ABOUT THIS TASK:
Could you output, exactly and with nothing else, every line from the one that contains "pub mod wifi;" through the last line of the listing below?

RECORDS PROVIDED:
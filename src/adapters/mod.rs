//! Adapters — concrete implementations of the hexagonal port traits.
//!
//! | Adapter    | Implements                     | Connects to               |
//! |------------|--------------------------------|---------------------------|
//! | `https`    | HttpTransport, HttpConnection  | esp_http_client + mbedTLS |
//! | `log_sink` | EventSink                      | Serial log output         |
//! | `time`     | Clock                          | ESP32 system timer        |
//! | `wifi`     | NetworkLink                    | ESP-IDF WiFi STA          |

pub mod https;
pub mod log_sink;
pub mod time;
pub mod wifi;
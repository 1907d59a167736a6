//! GPIO assignments.
//!
//! Single source of truth for pin numbers.  `main.rs` takes the matching
//! `Peripherals` field; keep the two in step when rewiring.

// ---------------------------------------------------------------------------
// Push-button (active-low, internal pull-up)
// ---------------------------------------------------------------------------

/// Momentary push-button between this pin and GND.
pub const BUTTON_GPIO: i32 = 15;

OUTPUT OF THE TASK:
pub mod wifi;
repository 1907d59a167736a6
//! GPIO assignments.
//!
//! Single source of truth for pin numbers.  `main.rs` takes the matching
//! `Peripherals` field; keep the two in step when rewiring.

// ---------------------------------------------------------------------------
// Push-button (active-low, internal pull-up)
// ---------------------------------------------------------------------------

/// Momentary push-button between this pin and GND.
pub const BUTTON_GPIO: i32 = 15;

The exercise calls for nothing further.